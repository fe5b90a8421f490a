//! Configuration system for Teomon.
//!
//! Resolution order: environment variables → config file → defaults.
//!
//! Config file location:
//!   1. $TEOMON_CONFIG (explicit override)
//!   2. $XDG_CONFIG_HOME/teomon/config.toml
//!   3. ~/.config/teomon/config.toml

use serde::{Deserialize, Serialize};
use std::path::PathBuf;

/// Top-level configuration.
#[derive(Debug, Clone, Default, Serialize, Deserialize)]
#[serde(default)]
pub struct TeomonConfig {
    pub identity: IdentityConfig,
    pub network: NetworkConfig,
    pub storage: StorageConfig,
    pub collector: CollectorConfig,
}

#[derive(Debug, Clone, Serialize, Deserialize)]
#[serde(default)]
pub struct IdentityConfig {
    /// Transport address the collector registers itself under.
    pub address: String,
    pub app_name: String,
    pub app_short: String,
}

#[derive(Debug, Clone, Serialize, Deserialize)]
#[serde(default)]
pub struct NetworkConfig {
    /// TCP listen address for agent connections.
    pub listen_addr: String,
    /// HTTP API port (bound on 127.0.0.1).
    pub api_port: u16,
}

#[derive(Debug, Clone, Serialize, Deserialize)]
#[serde(default)]
pub struct StorageConfig {
    /// Registry file written by `save` and read at startup.
    pub peers_file: PathBuf,
    /// Save the registry on graceful shutdown.
    pub save_on_exit: bool,
}

#[derive(Debug, Clone, Serialize, Deserialize)]
#[serde(default)]
pub struct CollectorConfig {
    /// Health check period in milliseconds.
    pub health_interval_ms: u64,
    /// Copy a peer's parameters forward when it re-announces its metric.
    /// false = the new announcement replaces the record wholesale.
    pub keep_params_on_reannounce: bool,
}

// ── Defaults ──────────────────────────────────────────────────────────────────

impl Default for IdentityConfig {
    fn default() -> Self {
        Self {
            address: "teomon".to_string(),
            app_name: "Teonet monitoring collector".to_string(),
            app_short: "teomon".to_string(),
        }
    }
}

impl Default for NetworkConfig {
    fn default() -> Self {
        Self {
            listen_addr: "0.0.0.0:7070".to_string(),
            api_port: 9070,
        }
    }
}

impl Default for StorageConfig {
    fn default() -> Self {
        Self {
            peers_file: data_dir().join("peers.bin"),
            save_on_exit: true,
        }
    }
}

impl Default for CollectorConfig {
    fn default() -> Self {
        Self {
            health_interval_ms: 1000,
            keep_params_on_reannounce: true,
        }
    }
}

// ── Path helpers ──────────────────────────────────────────────────────────────

fn config_dir() -> PathBuf {
    std::env::var("XDG_CONFIG_HOME")
        .map(PathBuf::from)
        .unwrap_or_else(|_| dirs_or_home().join(".config"))
        .join("teomon")
}

pub fn data_dir() -> PathBuf {
    std::env::var("XDG_DATA_HOME")
        .map(PathBuf::from)
        .unwrap_or_else(|_| dirs_or_home().join(".local").join("share"))
        .join("teomon")
}

fn dirs_or_home() -> PathBuf {
    std::env::var("HOME")
        .map(PathBuf::from)
        .unwrap_or_else(|_| PathBuf::from("/tmp"))
}

// ── Errors ────────────────────────────────────────────────────────────────────

#[derive(Debug, thiserror::Error)]
pub enum ConfigError {
    #[error("failed to read {0}: {1}")]
    ReadFailed(PathBuf, std::io::Error),
    #[error("failed to parse {0}: {1}")]
    ParseFailed(PathBuf, toml::de::Error),
    #[error("failed to write {0}: {1}")]
    WriteFailed(PathBuf, std::io::Error),
    #[error("failed to serialize: {0}")]
    SerializeFailed(toml::ser::Error),
}

// ── Loading ───────────────────────────────────────────────────────────────────

impl TeomonConfig {
    /// Load config: env vars → file → defaults.
    pub fn load() -> Result<Self, ConfigError> {
        let mut config = Self::load_file(&Self::file_path())?;
        config.apply_env_overrides(|key| std::env::var(key).ok());
        Ok(config)
    }

    /// Parse `path`, or return defaults if it does not exist.
    pub fn load_file(path: &PathBuf) -> Result<Self, ConfigError> {
        if !path.exists() {
            return Ok(Self::default());
        }
        let text = std::fs::read_to_string(path)
            .map_err(|e| ConfigError::ReadFailed(path.clone(), e))?;
        toml::from_str(&text).map_err(|e| ConfigError::ParseFailed(path.clone(), e))
    }

    /// Config file path.
    pub fn file_path() -> PathBuf {
        std::env::var("TEOMON_CONFIG")
            .map(PathBuf::from)
            .unwrap_or_else(|_| config_dir().join("config.toml"))
    }

    /// Write default config if none exists. Returns the path.
    pub fn write_default_if_missing() -> Result<PathBuf, ConfigError> {
        let path = Self::file_path();
        if !path.exists() {
            if let Some(parent) = path.parent() {
                std::fs::create_dir_all(parent)
                    .map_err(|e| ConfigError::WriteFailed(path.clone(), e))?;
            }
            let text = toml::to_string_pretty(&TeomonConfig::default())
                .map_err(ConfigError::SerializeFailed)?;
            std::fs::write(&path, text).map_err(|e| ConfigError::WriteFailed(path.clone(), e))?;
        }
        Ok(path)
    }

    /// Apply TEOMON_* overrides. `lookup` resolves a variable name.
    pub fn apply_env_overrides(&mut self, lookup: impl Fn(&str) -> Option<String>) {
        if let Some(v) = lookup("TEOMON_IDENTITY__ADDRESS") {
            self.identity.address = v;
        }
        if let Some(v) = lookup("TEOMON_NETWORK__LISTEN_ADDR") {
            self.network.listen_addr = v;
        }
        if let Some(v) = lookup("TEOMON_NETWORK__API_PORT") {
            if let Ok(p) = v.parse() {
                self.network.api_port = p;
            }
        }
        if let Some(v) = lookup("TEOMON_STORAGE__PEERS_FILE") {
            self.storage.peers_file = PathBuf::from(v);
        }
        if let Some(v) = lookup("TEOMON_COLLECTOR__KEEP_PARAMS_ON_REANNOUNCE") {
            self.collector.keep_params_on_reannounce = v == "true" || v == "1";
        }
    }
}
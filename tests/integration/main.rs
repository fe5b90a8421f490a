//! Teomon integration test harness.
//!
//! Every test runs a complete collector in-process: TCP transport on an
//! ephemeral loopback port, command dispatcher and health monitor. Agents
//! and clients are further transports in the same process.
//!
//!   cargo test --test integration
//!
//! Each test owns its collector and temp directory; nothing is shared.

use std::path::PathBuf;
use std::sync::Arc;
use std::time::Duration;

use anyhow::{bail, Context, Result};
use bytes::Bytes;
use tokio::net::TcpListener;
use tokio::sync::{broadcast, mpsc};

use teomon_core::MetricRecord;
use teomon_services::{
    frame, CommandDispatcher, Dialer, HealthMonitor, Inbound, PeerRegistry, TcpTransport,
    Transport,
};

mod api;
mod collector;
mod persistence;

// ── Harness ───────────────────────────────────────────────────────────────────

pub const COLLECTOR: &str = "teomon";
pub const HEALTH_INTERVAL: Duration = Duration::from_millis(50);

/// A running collector.
pub struct Collector {
    pub registry: PeerRegistry,
    pub transport: TcpTransport,
    /// Socket address agents dial.
    pub addr: String,
    pub peers_file: PathBuf,
    pub shutdown_tx: broadcast::Sender<()>,
}

impl Collector {
    /// Start a collector with an empty registry, persisting under a fresh
    /// temp directory named after `test`.
    pub async fn start(test: &str) -> Result<Self> {
        Self::start_with(PeerRegistry::new(), temp_dir(test).join("peers.bin")).await
    }

    pub async fn start_with(registry: PeerRegistry, peers_file: PathBuf) -> Result<Self> {
        let (transport, inbound) = TcpTransport::new(COLLECTOR);
        let listener = TcpListener::bind("127.0.0.1:0").await?;
        let addr = listener.local_addr()?.to_string();
        let (shutdown_tx, _) = broadcast::channel(1);

        registry.add(MetricRecord::new(COLLECTOR, "teomon"));

        tokio::spawn(transport.clone().serve(listener, shutdown_tx.subscribe()));

        let shared: Arc<dyn Transport> = Arc::new(transport.clone());
        let dispatcher = CommandDispatcher::collector(registry.clone(), peers_file.clone(), true);
        tokio::spawn(dispatcher.run(shared.clone(), inbound, shutdown_tx.subscribe()));

        let health = HealthMonitor::new(registry.clone(), shared, HEALTH_INTERVAL);
        tokio::spawn(health.run(shutdown_tx.subscribe()));

        Ok(Self {
            registry,
            transport,
            addr,
            peers_file,
            shutdown_tx,
        })
    }
}

impl Drop for Collector {
    fn drop(&mut self) {
        let _ = self.shutdown_tx.send(());
    }
}

/// A client transport connected to a collector.
pub struct Client {
    pub transport: TcpTransport,
    pub inbound: mpsc::UnboundedReceiver<Inbound>,
    pub collector: String,
}

impl Client {
    pub async fn connect(name: &str, collector: &Collector) -> Result<Self> {
        let (transport, inbound) = TcpTransport::new(name);
        transport.connect_to(&collector.addr).await?;
        Ok(Self {
            transport,
            inbound,
            collector: collector.addr.clone(),
        })
    }

    pub fn send(&self, command: u8, payload: &[u8]) -> Result<()> {
        self.transport.send_to(&self.collector, frame(command, payload))
    }

    /// Send `command` and wait for the reply frame's payload.
    pub async fn request(&mut self, command: u8) -> Result<Bytes> {
        self.send(command, &[])?;
        let reply = tokio::time::timeout(Duration::from_secs(2), self.inbound.recv())
            .await
            .context("no reply within 2s")?
            .context("client inbound closed")?;
        if reply.data.first() != Some(&command) {
            bail!("reply for command {:?}, expected {}", reply.data.first(), command);
        }
        Ok(reply.data.slice(1..))
    }
}

/// A fresh, empty directory for one test.
pub fn temp_dir(test: &str) -> PathBuf {
    let dir = std::env::temp_dir().join(format!("teomon-it-{}-{}", test, std::process::id()));
    let _ = std::fs::remove_dir_all(&dir);
    std::fs::create_dir_all(&dir).expect("create temp dir");
    dir
}

/// Poll `cond` until it holds, failing after 3 seconds.
pub async fn eventually(what: &str, cond: impl Fn() -> bool) -> Result<()> {
    for _ in 0..300 {
        if cond() {
            return Ok(());
        }
        tokio::time::sleep(Duration::from_millis(10)).await;
    }
    bail!("timed out waiting for: {what}")
}

/// Metric an agent would announce.
pub fn agent_metric(short: &str, version: &str) -> MetricRecord {
    let mut m = MetricRecord::new("self", short);
    m.app_name = format!("{short} test agent");
    m.app_version = version.to_string();
    m.protocol_version = teomon_core::wire::PROTOCOL_VERSION.to_string();
    m
}

#[tokio::test]
async fn test_collector_registers_itself() {
    let c = Collector::start("self").await.unwrap();
    eventually("own record online", || {
        c.registry.get(COLLECTOR).and_then(|m| m.online()) == Some(true)
    })
    .await
    .unwrap();
    assert_eq!(c.registry.len(), 1);
}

□ □ □ □ □

→ **Work required**
Reproduce every line from the entries that holds the word "eventually".

→ **Answer box**
pub async fn eventually(what: &str, cond: impl Fn() -> bool) -> Result<()> {
    eventually("own record online", || {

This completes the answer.